Here it smelt seductive, almost opulent.
Even though her eyelids were too heavy to lift, she knew where she was: in Fala’isi. But instead of the hard ground she’d slept on for the past three nights she was lying on a very comfortable bed. She forced her eyelids up a fraction.
In spite of the spicy perfumes, she expected the usual hospital ward, sparse and institutional; she’d seen enough of them to last a lifetime. But this was a bedroom, modern and enormous, with filmy curtains billowing and stained wooden shutters pushed back against the pale walls.
And she wasn’t in a hospital nightgown. Except for a pair of briefs, she was only wearing a tee-shirt. Not one of her own, she realised, looking down at it. Humiliating tears stung her eyes. What was she doing here?
The room’s cool, understated simplicity breathed a restrained opulence that intimidated her. A pot of orchids on a long black dressing table made a bold statement against pale walls. The butterfly flowers in shades of scarlet and crimson and gold breathed all the dangerous allure of the tropics. On one wall hung a magnificent panel of tapa cloth, its stylised patterns in shades of tan and bronze redolent of the Pacific.
Slightly dizzy, Fleur closed her eyes, but couldn’t block out the face that swam into her consciousness—strong, autocratic, totally compelling. Tall and powerfully built, he’d stood by her bed and subjected her to a clinical, unsparing survey.
Was he the owner? The man with the steel-grey eyes and that wonderful voice?
In spite of the sun that spilled through the curtains she shivered, recalling a perfectly moulded mouth that had exuded strength and potency…
Her mind groped for a name, failed, and then caught a fragment of memory. ‘Chapman,’ he’d said.
Everyone in the Pacific had heard of the family; their status as lords of Fala’isi was the stuff of legends, and the fact that the man who ruled the chain of islands, Grant Chapman, had married a Kiwi meant that the New Zealand women’s magazines followed the exploits of their children with great interest, especially the only son and heir apparent.
A sound at the door brought her head around with a jerk.
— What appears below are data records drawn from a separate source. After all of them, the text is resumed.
//! Secret lookup: environment variables locally, Secret Manager in GCP.

use std::collections::HashMap;
use std::sync::Arc;

use async_trait::async_trait;
use base64::Engine;
use reqwest::Client;
use serde::Deserialize;

use crate::config::{SecretsBackend, Settings};
use crate::error::{PipelineError, Result};
use crate::gcp_auth::GcpAuth;

pub const SECRET_MANAGER_BASE: &str = "https://secretmanager.googleapis.com/v1";

#[async_trait]
pub trait SecretStore: Send + Sync {
    /// Resolve a secret to its UTF-8 value.
    async fn get_secret(&self, name: &str) -> Result<String>;
}

/// Reads secrets from process environment variables.
///
/// The name is tried verbatim, then upper-snake-cased
/// (`youtube-api-key` resolves `YOUTUBE_API_KEY`).
#[derive(Debug, Default, Clone)]
pub struct EnvSecretStore;

#[async_trait]
impl SecretStore for EnvSecretStore {
    async fn get_secret(&self, name: &str) -> Result<String> {
        let candidates = [name.to_string(), env_key(name)];
        candidates
            .iter()
            .find_map(|key| std::env::var(key).ok().filter(|v| !v.is_empty()))
            .ok_or_else(|| PipelineError::Secret {
                name: name.to_string(),
                message: "not set in environment".to_string(),
            })
    }
}

fn env_key(name: &str) -> String {
    name.chars()
        .map(|c| if c.is_ascii_alphanumeric() { c.to_ascii_uppercase() } else { '_' })
        .collect()
}

/// Fixed secrets, used by tests and embedded callers.
#[derive(Debug, Default, Clone)]
pub struct MemorySecretStore(HashMap<String, String>);

impl MemorySecretStore {
    pub fn new() -> Self {
        Self::default()
    }

    pub fn with(mut self, name: impl Into<String>, value: impl Into<String>) -> Self {
        self.0.insert(name.into(), value.into());
        self
    }
}

#[async_trait]
impl SecretStore for MemorySecretStore {
    async fn get_secret(&self, name: &str) -> Result<String> {
        self.0.get(name).cloned().ok_or_else(|| PipelineError::Secret {
            name: name.to_string(),
            message: "not configured".to_string(),
        })
    }
}

#[derive(Debug, Deserialize)]
struct AccessResponse {
    payload: SecretPayload,
}

#[derive(Debug, Deserialize)]
struct SecretPayload {
    data: String,
}

/// Google Secret Manager `versions/<v>:access`.
pub struct GcpSecretManager {
    client: Client,
    base_url: String,
    project_id: String,
    version: String,
    auth: Arc<GcpAuth>,
}

impl GcpSecretManager {
    pub fn new(
        base_url: &str,
        project_id: impl Into<String>,
        version: impl Into<String>,
        auth: Arc<GcpAuth>,
    ) -> Self {
        Self {
            client: Client::new(),
            base_url: base_url.trim_end_matches('/').to_string(),
            project_id: project_id.into(),
            version: version.into(),
            auth,
        }
    }

    fn fail(name: &str, message: impl std::fmt::Display) -> PipelineError {
        PipelineError::Secret {
            name: name.to_string(),
            message: message.to_string(),
        }
    }
}

#[async_trait]
impl SecretStore for GcpSecretManager {
    async fn get_secret(&self, name: &str) -> Result<String> {
        let url = format!(
            "{}/projects/{}/secrets/{}/versions/{}:access",
            self.base_url, self.project_id, name, self.version
        );
        let token = self.auth.token().await.map_err(|e| Self::fail(name, e))?;

        let response = self
            .client
            .get(&url)
            .bearer_auth(token)
            .send()
            .await
            .map_err(|e| Self::fail(name, e))?;

        if !response.status().is_success() {
            return Err(Self::fail(name, format!("HTTP {}", response.status())));
        }

        let body: AccessResponse = response.json().await.map_err(|e| Self::fail(name, e))?;
        let bytes = base64::engine::general_purpose::STANDARD
            .decode(body.payload.data.as_bytes())
            .map_err(|e| Self::fail(name, format!("invalid payload encoding: {}", e)))?;
        let value = String::from_utf8(bytes).map_err(|e| Self::fail(name, e))?;
        Ok(value.trim_end_matches(['\r', '\n']).to_string())
    }
}

/// Build the configured secret store.
pub fn from_settings(settings: &Settings, auth: Arc<GcpAuth>) -> Result<Arc<dyn SecretStore>> {
    match settings.secrets.backend {
        SecretsBackend::Env => Ok(Arc::new(EnvSecretStore)),
        SecretsBackend::Gcp => {
            let project = settings
                .secrets
                .project_id
                .clone()
                .or_else(|| settings.warehouse.project_id.clone())
                .ok_or_else(|| {
                    PipelineError::Config(
                        "Secret Manager needs a project (set GCP_PROJECT)".to_string(),
                    )
                })?;
            Ok(Arc::new(GcpSecretManager::new(
                &settings.secrets.base_url,
                project,
                settings.secrets.version.clone(),
                auth,
            )))
        }
    }
}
A bad move, she thought dizzily, and sank back onto the pillow as the room wavered hideously in front of her.
A woman in nurse’s uniform hurried across to the bed. ‘Oh, you’re awake at last! How are you feeling this morning?’
‘Much better, thank you.’ But Fleur’s voice was hoarse and she swallowed to ease her dry throat as she closed her eyes again. So she was in hospital—a very up-market one. Perhaps a clinic…
‘Here, drink this.’
An arm lifted her while another straw was inserted between her lips. This time she drank without her previous greedy desperation.
‘You’ve been on a drip to get you rehydrated,’ the woman told her. ‘You certainly look much better than you did last night.’